While most cases of bad breath are linked bacteria growing in the mouth, up to 3% of the population have chronic halitosis of no obvious cause.
'It's important to identify the cause of persistent halitosis, and differentiate that cause from relatively benign causes (e.g., gum disease) and the more morbid causes such as liver cirrhosis,' said Professor Kent Lloyd, director of the Mouse Biology Programme at UC Davis.
Researchers at Radboud University in The Netherlands have been studying families with chronic bad breath for several years. They found that these people produced a lot of sulfur-based compounds in their breath, especially methanethiol which has an unpleasant boiled-cabbage smell. Methanethiol is normally produced during digestion but broken down in the body.
Some bacteria can break down sulfur compounds. Based on bacterial genes, the team identified a human protein, selenium binding protein 1, which can convert methanethiol into other and compounds.

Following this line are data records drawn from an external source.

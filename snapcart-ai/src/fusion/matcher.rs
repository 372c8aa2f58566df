// Taxonomy Matcher - Keyword Expansion and Category Inference
//
// Bidirectional substring rule, case-insensitive: a candidate `c` matches a
// taxonomy term `k` if `k` contains `c` or `c` contains `k`. Both directions
// are checked independently, so short candidates can match inside long
// keywords (and vice versa). This is permissive on purpose and can produce
// false positives for short candidates.

use super::coordinator::CandidateSet;
use super::normalizer::{case_fold, is_long_enough};
use super::taxonomy::Taxonomy;
use crate::types::ProductCategory;
use std::collections::HashMap;
use std::sync::Arc;
use tracing::debug;

/// Why a term is in the matched set
///
/// Ordered strongest first; used to pick the representative when two terms
/// fold to the same text.
#[derive(Debug, Clone, Copy, PartialEq, Eq, PartialOrd, Ord, Hash)]
pub enum MatchBasis {
    /// Raw candidate term from a recognition signal
    Candidate,
    /// Candidate and taxonomy term are equal (case-insensitive)
    Exact,
    /// Taxonomy term occurs inside the candidate
    SubstringOfCandidate,
    /// Candidate occurs inside the taxonomy term
    CandidateSubstringOfKeyword,
}

/// Candidate term or taxonomy term that survived cross-matching
#[derive(Debug, Clone, PartialEq, Eq)]
pub struct MatchedTerm {
    pub text: String,
    pub basis: MatchBasis,
}

/// Matched terms keyed by case-folded text
#[derive(Debug, Clone, Default)]
pub struct MatchedTermSet {
    terms: Vec<MatchedTerm>,
    index: HashMap<String, usize>,
}

impl MatchedTermSet {
    pub fn new() -> Self {
        Self::default()
    }

    /// Insert or strengthen a term
    ///
    /// An existing entry is replaced only by a strictly stronger basis.
    pub fn insert(&mut self, text: &str, basis: MatchBasis) {
        let key = case_fold(text);
        match self.index.get(&key) {
            Some(&idx) => {
                if basis < self.terms[idx].basis {
                    self.terms[idx] = MatchedTerm {
                        text: text.to_string(),
                        basis,
                    };
                }
            }
            None => {
                self.index.insert(key, self.terms.len());
                self.terms.push(MatchedTerm {
                    text: text.to_string(),
                    basis,
                });
            }
        }
    }

    pub fn iter(&self) -> impl Iterator<Item = &MatchedTerm> {
        self.terms.iter()
    }

    pub fn contains(&self, text: &str) -> bool {
        self.index.contains_key(&case_fold(text))
    }

    pub fn len(&self) -> usize {
        self.terms.len()
    }

    pub fn is_empty(&self) -> bool {
        self.terms.is_empty()
    }
}

impl<'a> FromIterator<&'a str> for MatchedTermSet {
    fn from_iter<I: IntoIterator<Item = &'a str>>(iter: I) -> Self {
        let mut set = Self::new();
        for text in iter {
            set.insert(text, MatchBasis::Candidate);
        }
        set
    }
}

/// Bidirectional substring test on already case-folded strings
pub fn cross_match_folded(candidate: &str, keyword: &str) -> Option<MatchBasis> {
    if candidate.is_empty() || keyword.is_empty() {
        return None;
    }
    if candidate == keyword {
        Some(MatchBasis::Exact)
    } else if candidate.contains(keyword) {
        Some(MatchBasis::SubstringOfCandidate)
    } else if keyword.contains(candidate) {
        Some(MatchBasis::CandidateSubstringOfKeyword)
    } else {
        None
    }
}

/// Bidirectional, case-insensitive substring test
pub fn cross_match(candidate: &str, keyword: &str) -> Option<MatchBasis> {
    cross_match_folded(&case_fold(candidate), &case_fold(keyword))
}

/// Expands candidate sets against a shared taxonomy
#[derive(Debug, Clone)]
pub struct TaxonomyMatcher {
    taxonomy: Arc<Taxonomy>,
}

impl TaxonomyMatcher {
    pub fn new(taxonomy: Arc<Taxonomy>) -> Self {
        Self { taxonomy }
    }

    pub fn taxonomy(&self) -> &Taxonomy {
        &self.taxonomy
    }

    /// Union of candidate terms (length > 2) and every taxonomy term any candidate matches
    ///
    /// With an empty taxonomy this is just the candidate terms.
    pub fn expand(&self, candidates: &CandidateSet) -> MatchedTermSet {
        let mut set = MatchedTermSet::new();

        for text in candidates.texts().filter(|t| is_long_enough(t)) {
            set.insert(text, MatchBasis::Candidate);
        }

        for text in candidates.texts() {
            let folded = case_fold(text);
            for (_, terms) in self.taxonomy.folded_entries() {
                for term in terms {
                    if let Some(basis) = cross_match_folded(&folded, &term.folded) {
                        set.insert(&term.text, basis);
                    }
                }
            }
        }

        debug!(
            candidates = candidates.len(),
            matched = set.len(),
            "Taxonomy expansion complete"
        );

        set
    }

    /// Best-guess category for a set of input terms
    ///
    /// Score per category = number of its entries whose name or any keyword
    /// cross-matches any input term. Highest score wins; ties go to the
    /// category declared first. No score above zero → `Other`.
    pub fn infer_category<'a, I>(&self, terms: I) -> ProductCategory
    where
        I: IntoIterator<Item = &'a str>,
    {
        let inputs: Vec<String> = terms
            .into_iter()
            .map(case_fold)
            .filter(|t| !t.trim().is_empty())
            .collect();

        let mut scores: HashMap<ProductCategory, usize> = HashMap::new();
        for (entry, entry_terms) in self.taxonomy.folded_entries() {
            let matched = entry_terms.iter().any(|term| {
                inputs
                    .iter()
                    .any(|input| cross_match_folded(input, &term.folded).is_some())
            });
            if matched {
                *scores.entry(entry.category).or_insert(0) += 1;
            }
        }

        let mut best = ProductCategory::Other;
        let mut best_score = 0;
        for category in self.taxonomy.categories() {
            let score = scores.get(category).copied().unwrap_or(0);
            if score > best_score {
                best = *category;
                best_score = score;
            }
        }

        debug!(category = %best, score = best_score, "Category inferred");
        best
    }
}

When they looked at their human patients, they found that all had mutations in the SELENBP1 gene that produces this protein and they all had high levels of methanethiol and dimethyl sulfide in their blood. When blood reaches the lungs, these smelly sulfur compounds leave the blood and are exhaled in breath.
Similarly, mice with a genetic knockout of the mouse equivalent of SELENBP1 had low levels of the protein and high levels of methanethiol and other volatile sulfur compounds in their blood.
'While we didn't put our noses up to the mice's mouths, we did measure high amounts of some of these odor-forming chemicals in their blood, matching precisely what was found in the patients,' Lloyd said.